* **Activity**
Beginning with the line below that contains "if let Some(max_reconnects)" and ending with the line that contains "to the server.", copy every line exactly. Copy nothing else.

* **Data section**

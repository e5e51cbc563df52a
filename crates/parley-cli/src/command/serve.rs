//! `serve` command: run the response worker.

use anyhow::Context;
use parley_nats::NatsClient;
use parley_rig::OllamaSource;
use parley_server::{ResponseHandler, ResponseWorker};
use tokio_util::sync::CancellationToken;

use crate::TRACING_TARGET_STARTUP;
use crate::config::Cli;
use crate::server::shutdown_signal;

/// Runs the worker until a shutdown signal arrives.
pub async fn run(cli: &Cli, nats_client: NatsClient) -> anyhow::Result<()> {
    let store = nats_client
        .conversation_store()
        .await
        .context("failed to open conversation store")?;

    let source = OllamaSource::new(&cli.ollama).context("failed to create Ollama source")?;

    tracing::info!(
        target: TRACING_TARGET_STARTUP,
        bucket = store.bucket_name(),
        model = %source.model(),
        "Response handler ready"
    );

    let handler = ResponseHandler::new(store, source);
    let worker = ResponseWorker::new(nats_client, handler, cli.worker.clone());

    let cancel = CancellationToken::new();
    let signal = tokio::spawn(shutdown_signal(cancel.clone()));

    let result = worker.run(cancel.clone()).await;

    // Release the signal task if the worker stopped on its own.
    cancel.cancel();
    let _ = signal.await;

    result.context("response worker failed")
}
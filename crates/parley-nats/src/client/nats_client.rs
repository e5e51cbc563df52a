//! NATS client wrapper and connection management.
//!
//! The `NatsClient` wraps the `async-nats` client, which multiplexes every
//! operation over one TCP connection. Cloning is an `Arc` clone, so a single
//! client is shared by the worker, the conversation store and the event
//! subscriber.

use std::sync::Arc;
use std::time::{Duration, Instant};

use async_nats::{Client, ConnectOptions, jetstream};
use serde::Serialize;
use serde::de::DeserializeOwned;
use tokio::time::timeout;

use super::nats_config::NatsConfig;
use crate::kv::{ConversationKvStore, KvBucket, KvKey, KvStore};
use crate::stream::{
    ChatMessagePublisher, ChatMessageSubscriber, EventPublisher, EventStream, EventSubscriber,
};
use crate::{Error, Result, TRACING_TARGET_CLIENT, TRACING_TARGET_CONNECTION};

const PING_TIMEOUT: Duration = Duration::from_secs(10);
const MAX_RECONNECT_DELAY_MS: u64 = 30_000;

/// NATS client wrapper with connection management.
///
/// This wrapper is cheaply cloneable and thread-safe.
#[derive(Debug, Clone)]
pub struct NatsClient {
    inner: Arc<NatsClientInner>,
}

#[derive(Debug)]
struct NatsClientInner {
    client: Client,
    jetstream: jetstream::Context,
}

impl NatsClient {
    /// Create a new NATS client and connect
    #[tracing::instrument(skip(config), target = TRACING_TARGET_CONNECTION)]
    pub async fn connect(config: NatsConfig) -> Result<Self> {
        config.validate()?;

        tracing::info!(
            target: TRACING_TARGET_CONNECTION,
            servers = %config.nats_url,
            client_name = %config.name(),
            "Connecting to NATS servers"
        );

        let connect_timeout = config.connect_timeout();
        let mut connect_opts = ConnectOptions::new()
            .name(config.name())
            .ping_interval(config.ping_interval())
            .connection_timeout(connect_timeout);

        if let Some(token) = &config.nats_token {
            connect_opts = connect_opts.token(token.clone());
        }

        if let Some(max_reconnects) = config.max_reconnects_option() {
            connect_opts = connect_opts.max_reconnects(max_reconnects);
        }

        let reconnect_delay_ms =
            u64::try_from(config.reconnect_delay().as_millis()).unwrap_or(u64::MAX);
        connect_opts = connect_opts.reconnect_delay_callback(move |attempts| {
            let factor = 2_u64.saturating_pow(attempts.min(32) as u32);
            Duration::from_millis(
                reconnect_delay_ms
                    .saturating_mul(factor)
                    .min(MAX_RECONNECT_DELAY_MS),
            )
        });

        let client = timeout(
            connect_timeout,
            async_nats::connect_with_options(config.nats_url.as_str(), connect_opts),
        )
        .await
        .map_err(|_| Error::timeout(connect_timeout))?
        .map_err(|e| Error::Connection(Box::new(e)))?;

        let jetstream = jetstream::new(client.clone());

        let server_info = client.server_info();
        tracing::info!(
            target: TRACING_TARGET_CONNECTION,
            server_host = %server_info.host,
            server_version = %server_info.version,
            server_id = %server_info.server_id,
            max_payload = server_info.max_payload,
            "Successfully connected to NATS"
        );

        Ok(Self {
            inner: Arc::new(NatsClientInner {
                client,
                jetstream,
            }),
        })
    }

    /// Test connectivity with a round trip to the server.
    #[tracing::instrument(skip(self), target = TRACING_TARGET_CONNECTION)]
    pub async fn ping(&self) -> Result<Duration> {
        let start = Instant::now();

        timeout(PING_TIMEOUT, self.inner.client.flush())
            .await
            .map_err(|_| Error::timeout(PING_TIMEOUT))?
            .map_err(|e| Error::Connection(Box::new(e)))?;

        let ping_time = start.elapsed();
        tracing::debug!(
            target: TRACING_TARGET_CLIENT,
            duration_ms = ping_time.as_millis(),
            "NATS ping successful"
        );
        Ok(ping_time)
    }

    /// Check if the client is connected.
    #[must_use]
    pub fn is_connected(&self) -> bool {
        matches!(
            self.inner.client.connection_state(),
            async_nats::connection::State::Connected
        )
    }

    /// Flush pending publishes and close the connection.
    #[tracing::instrument(skip(self), target = TRACING_TARGET_CONNECTION)]
    pub async fn drain(&self) -> Result<()> {
        self.inner
            .client
            .drain()
            .await
            .map_err(|e| Error::Connection(Box::new(e)))?;

        tracing::info!(target: TRACING_TARGET_CONNECTION, "NATS connection drained");
        Ok(())
    }
}

// Key-value store getters
impl NatsClient {
    /// Get or create a KV store for the specified key, value, and bucket types.
    #[tracing::instrument(skip(self), target = TRACING_TARGET_CLIENT)]
    pub async fn kv_store<K, V, B>(&self) -> Result<KvStore<K, V, B>>
    where
        K: KvKey,
        V: Serialize + DeserializeOwned + Send + Sync + 'static,
        B: KvBucket,
    {
        KvStore::new(&self.inner.jetstream).await
    }

    /// Get or create the conversation store.
    #[tracing::instrument(skip(self), target = TRACING_TARGET_CLIENT)]
    pub async fn conversation_store(&self) -> Result<ConversationKvStore> {
        self.kv_store().await
    }
}

// Stream getters
impl NatsClient {
    /// Create an event publisher for the specified stream type.
    #[tracing::instrument(skip(self), target = TRACING_TARGET_CLIENT)]
    pub async fn event_publisher<T, S>(&self) -> Result<EventPublisher<T, S>>
    where
        T: Serialize + Send + Sync + 'static,
        S: EventStream,
    {
        EventPublisher::new(&self.inner.jetstream).await
    }

    /// Create an event subscriber for the specified stream type.
    #[tracing::instrument(skip(self), target = TRACING_TARGET_CLIENT)]
    pub async fn event_subscriber<T, S>(&self) -> Result<EventSubscriber<T, S>>
    where
        T: DeserializeOwned + Send + Sync + 'static,
        S: EventStream,
    {
        EventSubscriber::new(&self.inner.jetstream).await
    }

    /// Create a chat message publisher.
    #[tracing::instrument(skip(self), target = TRACING_TARGET_CLIENT)]
    pub async fn chat_publisher(&self) -> Result<ChatMessagePublisher> {
        self.event_publisher().await
    }

    /// Create a chat message subscriber.
    #[tracing::instrument(skip(self), target = TRACING_TARGET_CLIENT)]
    pub async fn chat_subscriber(&self) -> Result<ChatMessageSubscriber> {
        self.event_subscriber().await
    }
}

* **Answer below**
        if let Some(max_reconnects) = config.max_reconnects_option() {
            connect_opts = connect_opts.max_reconnects(max_reconnects);
        }

        let reconnect_delay_ms =
            u64::try_from(config.reconnect_delay().as_millis()).unwrap_or(u64::MAX);
        connect_opts = connect_opts.reconnect_delay_callback(move |attempts| {
            let factor = 2_u64.saturating_pow(attempts.min(32) as u32);
            Duration::from_millis(
                reconnect_delay_ms
                    .saturating_mul(factor)
                    .min(MAX_RECONNECT_DELAY_MS),
            )
        });

        let client = timeout(
            connect_timeout,
            async_nats::connect_with_options(config.nats_url.as_str(), connect_opts),
        )
        .await
        .map_err(|_| Error::timeout(connect_timeout))?
        .map_err(|e| Error::Connection(Box::new(e)))?;

        let jetstream = jetstream::new(client.clone());

        let server_info = client.server_info();
        tracing::info!(
            target: TRACING_TARGET_CONNECTION,
            server_host = %server_info.host,
            server_version = %server_info.version,
            server_id = %server_info.server_id,
            max_payload = server_info.max_payload,
            "Successfully connected to NATS"
        );

        Ok(Self {
            inner: Arc::new(NatsClientInner {
                client,
                jetstream,
            }),
        })
    }

    /// Test connectivity with a round trip to the server.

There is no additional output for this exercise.